Литературная Газета 6249 ( № 44 2009) - Газета Газета Литературка
Шрифт:
Интервал:
Закладка:
Семейство Ёлтышевых – метафора национального упадка, это понятно. Причина этого упадка – отсутствие воли к жизни. Воли к жизни нет, потому что её подменило стремление к благополучию, а ради благополучия не сделаешь того, что сделал бы ради самой жизни. В результате стремления «жить лучше» не хватает даже для того, чтобы просто жить.
И кто же, по общему интуитивному убеждению, способен переломить ситуацию? «Человек войны», солдат. Сказочный герой, как в «Каше из топора».

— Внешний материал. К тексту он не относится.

fn build_cli() -> Command {
    Command::new("petrotrade-portal")
        .about("PetroTrade brokerage portal: sessions, single-use IRS tokens and withdrawals")
        .arg(
            Arg::new("config")
                .long("config")
                .help("Path to the JSON configuration file")
                .value_name("FILE")
                .global(true),
        )
        .arg(
            Arg::new("data-file")
                .long("data-file")
                .help("Where portal state is kept")
                .value_name("FILE")
                .global(true),
        )
        .arg(
            Arg::new("timeout")
                .long("timeout")
                .help("Session timeout in seconds")
                .value_name("SECONDS")
                .value_parser(clap::value_parser!(u64))
                .global(true),
        )
        .arg(
            Arg::new("verbose")
                .long("verbose")
                .short('v')
                .help("Log debug output")
                .action(ArgAction::SetTrue)
                .global(true),
        )
        .subcommand(
            Command::new("login")
                .about("Log in to the portal")
                .arg(Arg::new("username").help("Account username").required(true))
                .arg(
                    Arg::new("password")
                        .long("password")
                        .help("Password (prompted for when omitted)"),
                ),
        )
        .subcommand(Command::new("logout").about("End the current session"))
        .subcommand(Command::new("status").about("Show the current session"))
        .subcommand(Command::new("balance").about("Show the account balance"))
        .subcommand(
            Command::new("verify-token")
                .about("Consume an IRS access token")
                .arg(Arg::new("token").help("The access token").required(true)),
        )
        .subcommand(
            Command::new("tokens").about("List access tokens").arg(
                Arg::new("used")
                    .long("used")
                    .help("List consumed tokens instead of available ones")
                    .action(ArgAction::SetTrue),
            ),
        )
        .subcommand(
            Command::new("reset-tokens")
                .about("Reset every token to unused (demo only)")
                .arg(
                    Arg::new("yes")
                        .long("yes")
                        .help("Skip the confirmation prompt")
                        .action(ArgAction::SetTrue),
                ),
        )
        .subcommand(
            Command::new("transactions").about("List transactions").arg(
                Arg::new("export")
                    .long("export")
                    .help("Write the transactions to a CSV file")
                    .value_name("FILE"),
            ),
        )
        .subcommand(
            Command::new("withdraw")
                .about("Withdraw funds using a fresh access token")
                .arg(
                    Arg::new("amount")
                        .help("Amount in dollars")
                        .required(true)
                        .value_parser(clap::value_parser!(f64)),
                )
                .arg(
                    Arg::new("token")
                        .long("token")
                        .help("An unused access token")
                        .required(true),
                )
                .arg(
                    Arg::new("method")
                        .long("method")
                        .help("Withdrawal method")
                        .default_value("Bank Transfer"),
                ),
        )
        .subcommand(Command::new("shell").about("Interactive portal session"))
}

fn load_config(matches: &ArgMatches) -> Result<PortalConfig, Box<dyn Error>> {
    let config_path = matches
        .get_one::<String>("config")
        .map(String::as_str)
        .unwrap_or(CONFIG_FILE);
    let mut config = PortalConfig::load(config_path)?;

    if let Some(data_file) = matches.get_one::<String>("data-file") {
        config.data_file = data_file.clone();
    }
    if let Some(timeout) = matches.get_one::<u64>("timeout") {
        config.session_timeout_secs = *timeout;
    }
    Ok(config)
}

fn open_portal(config: &PortalConfig) -> Result<Portal, Box<dyn Error>> {
    let durable = FileStore::open(&config.data_file)?;
    // Each process is its own context, so session storage starts empty
    let storage = Storage::new(Rc::new(durable), Rc::new(MemoryStore::new()));
    Ok(Portal::new(storage, Rc::new(SystemClock), config).with_hooks(Box::new(TerminalHooks)))
}

fn print_tokens(tokens: &[AccessToken]) {
    if tokens.is_empty() {
        println!("No tokens.");
        return;
    }
    for token in tokens {
        match (&token.issued_to, token.used_at) {
            (Some(issued_to), Some(used_at)) => println!(
                "{}  used by {} at {}",
                token.token,
                issued_to,
                utc_to_local(used_at.timestamp_millis())
            ),
            _ => println!("{}", token.token),
        }
    }
}

fn print_status(portal: &mut Portal) {
    match portal.current_identity() {
        Some(identity) => {
            println!("Logged in as {} ({})", identity.full_name, identity.username);
            println!("Balance: {}", format_currency(identity.balance));
            if let Some(last_login) = identity.last_login {
                println!("Last login: {}", utc_to_local(last_login.timestamp_millis()));
            }
            if let Some(remaining) = portal.auth().remaining_ms() {
                println!("Session expires in {}", format_duration(remaining));
            }
            let access = if portal.has_valid_access() {
                "granted"
            } else {
                "not granted"
            };
            println!("Token access: {}", access);
        }
        None => println!("Not logged in."),
    }
}

fn login(portal: &mut Portal, username: &str, password: Option<&str>) -> Result<(), Box<dyn Error>> {
    let password = match password {
        Some(password) => password.to_string(),
        None => rpassword::prompt_password("Password: ")?,
    };

    match portal.authenticate(username, &password) {
        Ok(identity) => {
            println!("Welcome, {}!", identity.full_name);
            println!("Balance: {}", format_currency(identity.balance));
            Ok(())
        }
        Err(e) => Err(e.into()),
    }
}

fn verify_and_activate(portal: &mut Portal, token: &str) -> bool {
    match portal.verify_token_detailed(token) {
        Ok(consumed) => {
            portal.activate();
            println!("Token {} accepted. Withdrawal access granted.", consumed.token);
            true
        }
        Err(_) => {
            // Unknown and already used tokens look the same to the user
            println!("Invalid or already used token.");
            false
        }
    }
}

На войне нет рассеивающих волю «нюансов» и «полутонов», война учит ценить жизнь такой, какая она есть. Только «человек войны» может быть реальным главой семьи: не прошедшим инициацию смертью не дозволяется размножаться.
В масштабе национальной метафоры, каковой является книга Сенчина, это подводит нас к известной мысли Достоевского о том, что война необходима для нравственного здоровья нации. «Очищает кровь и дух», – кажется, так.

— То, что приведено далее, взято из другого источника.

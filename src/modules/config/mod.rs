use serde::{Deserialize, Serialize};
use std::fs::File;
use std::io::{self, Read, Write};
use std::path::Path;

use crate::{DEFAULT_DATA_FILE, DEFAULT_LOG_FILE, DEFAULT_SESSION_TIMEOUT_SECS};

/// Per-period withdrawal ceilings
#[derive(Serialize, Deserialize, Debug, Clone, Copy, PartialEq)]
#[serde(default)]
pub struct WithdrawalLimits {
    pub daily: f64,
    pub weekly: f64,
    pub monthly: f64,
}

impl Default for WithdrawalLimits {
    fn default() -> Self {
        Self {
            daily: 10_000.00,
            weekly: 25_000.00,
            monthly: 50_000.00,
        }
    }
}

/// Portal settings, read from a JSON file with every field optional
#[derive(Serialize, Deserialize, Debug, Clone, PartialEq)]
#[serde(default)]
pub struct PortalConfig {
    pub session_timeout_secs: u64,
    pub data_file: String,
    pub log_file: String,
    pub withdrawal_limits: WithdrawalLimits,
}

impl Default for PortalConfig {
    fn default() -> Self {
        Self {
            session_timeout_secs: DEFAULT_SESSION_TIMEOUT_SECS,
            data_file: DEFAULT_DATA_FILE.to_string(),
            log_file: DEFAULT_LOG_FILE.to_string(),
            withdrawal_limits: WithdrawalLimits::default(),
        }
    }
}

impl PortalConfig {
    pub fn session_timeout_ms(&self) -> i64 {
        i64::try_from(self.session_timeout_secs)
            .unwrap_or(i64::MAX)
            .saturating_mul(1000)
    }

    /// Load configuration from `path`, using defaults when the file does not exist
    pub fn load<P: AsRef<Path>>(path: P) -> io::Result<Self> {
        let mut data = String::new();
        match File::open(path.as_ref()) {
            Ok(mut file) => {
                file.read_to_string(&mut data)?;
            }
            Err(e) if e.kind() == io::ErrorKind::NotFound => return Ok(Self::default()),
            Err(e) => return Err(e),
        }

        serde_json::from_str(&data).map_err(|e| {
            io::Error::new(
                io::ErrorKind::InvalidData,
                format!("Failed to parse config {}: {}", path.as_ref().display(), e),
            )
        })
    }

    /// Save configuration as pretty-printed JSON
    pub fn save<P: AsRef<Path>>(&self, path: P) -> io::Result<()> {
        let data = serde_json::to_string_pretty(self)
            .map_err(|e| io::Error::new(io::ErrorKind::InvalidData, e))?;
        File::create(path)?.write_all(data.as_bytes())
    }
}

Желать своему народу войн преступно. Не желать ему побед, без которых не бывает сил для мирных свершений, преступно тоже. А победа без войны невозможна. Без войны возможно везение. Именно везения мы и ждём, сочувствуя Ёлтышевым. Ведь такие, как они, не должны побеждать. Им может только повезти. Ругая Сенчина за «русофобию», мы делаем как раз то, чего хотят кукловоды, пугающие нас злым следователем: демонстрируем наркотическую зависимость от «успеха» и «позитива».
Тут не русофобия, тут другое. Фатальный пафос, вшитый в подсознание высокой русской литературной традиции. Она укоренена в православной культуре, а русскому православию («Два Рима падоша...») свойственна фатальность: «...четвёртому не быти». «Не быти» означает, что мы последние. Нам суждено погибнуть, увидев конец времён, и не на кого этот жребий переложить. «Мы что, кружева плетём или против дьяволов стоим?» Эта лесковская формула описывает выбор, стоящий перед русским писателем. Если кружева, то налево, где «успех» и прочие печенюшки. Если «против дьяволов» – то направо. Где, возможно, и коня потеряешь, и голову.

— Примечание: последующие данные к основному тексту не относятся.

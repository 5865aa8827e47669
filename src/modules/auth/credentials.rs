use lazy_static::lazy_static;
use serde::{Deserialize, Serialize};

use super::identity::Identity;

/// Static login record provisioned with the portal
#[derive(Serialize, Deserialize, Debug, Clone, PartialEq)]
#[serde(rename_all = "camelCase")]
pub struct Credential {
    pub username: String,
    pub password: String,
    pub email: String,
    pub full_name: String,
    pub balance: f64,
}

impl Credential {
    pub fn new(username: &str, password: &str, email: &str, full_name: &str, balance: f64) -> Self {
        Self {
            username: username.to_string(),
            password: password.to_string(),
            email: email.to_string(),
            full_name: full_name.to_string(),
            balance,
        }
    }

    /// Exact, case-sensitive match on both fields
    pub fn matches(&self, username: &str, password: &str) -> bool {
        self.username == username && self.password == password
    }

    /// Build a fresh working copy. Later balance changes on the identity
    /// never reach back into the credential list.
    pub fn to_identity(&self) -> Identity {
        Identity {
            username: self.username.clone(),
            email: self.email.clone(),
            full_name: self.full_name.clone(),
            balance: self.balance,
            last_login: None,
        }
    }
}

lazy_static! {
    /// The demo account shipped with the portal
    pub static ref DEMO_CREDENTIALS: Vec<Credential> = vec![Credential::new(
        "MaryJane",
        "Godisgood",
        "mj@petrotrade.com",
        "Mary Jane",
        42_300_000.00,
    )];
}

#[cfg(test)]
mod tests {
    use super::*;

    #[test]
    fn test_credential_matching_is_exact() {
        let credential = &DEMO_CREDENTIALS[0];
        assert!(credential.matches("MaryJane", "Godisgood"));
        assert!(!credential.matches("maryjane", "Godisgood"));
        assert!(!credential.matches("MaryJane", "godisgood"));
        assert!(!credential.matches("MaryJane ", "Godisgood"));
    }

    #[test]
    fn test_identity_is_a_copy() {
        let credential = Credential::new("alice", "secret", "a@example.com", "Alice", 100.0);
        let mut identity = credential.to_identity();
        identity.balance -= 40.0;

        assert_eq!(identity.balance, 60.0);
        assert_eq!(credential.balance, 100.0);
        assert_eq!(identity.username, "alice");
        assert!(identity.last_login.is_none());
    }
}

Религиозный мотив представлен в «Ёлтышевых» скупо, но с большим смыслом. Помните старуху, собиравшую подписи за восстановление деревенской церкви? Ёлтышева вспоминает, что в юности та была комсомолкой, активисткой, и вяло удивляется: как возможно такое? Вроде бы комсомол и церковь – разные полюса. Ан оказывается, не разные. И там, и там – «организация». Иначе говоря, мир, на котором и смерть красна. Парадоксальным образом в голоштанной, павкинско-корчагинской «комсомолии» больше Бога, чем в человеческой, слишком человеческой мечте Ёлтышевых о «крепкой жизни».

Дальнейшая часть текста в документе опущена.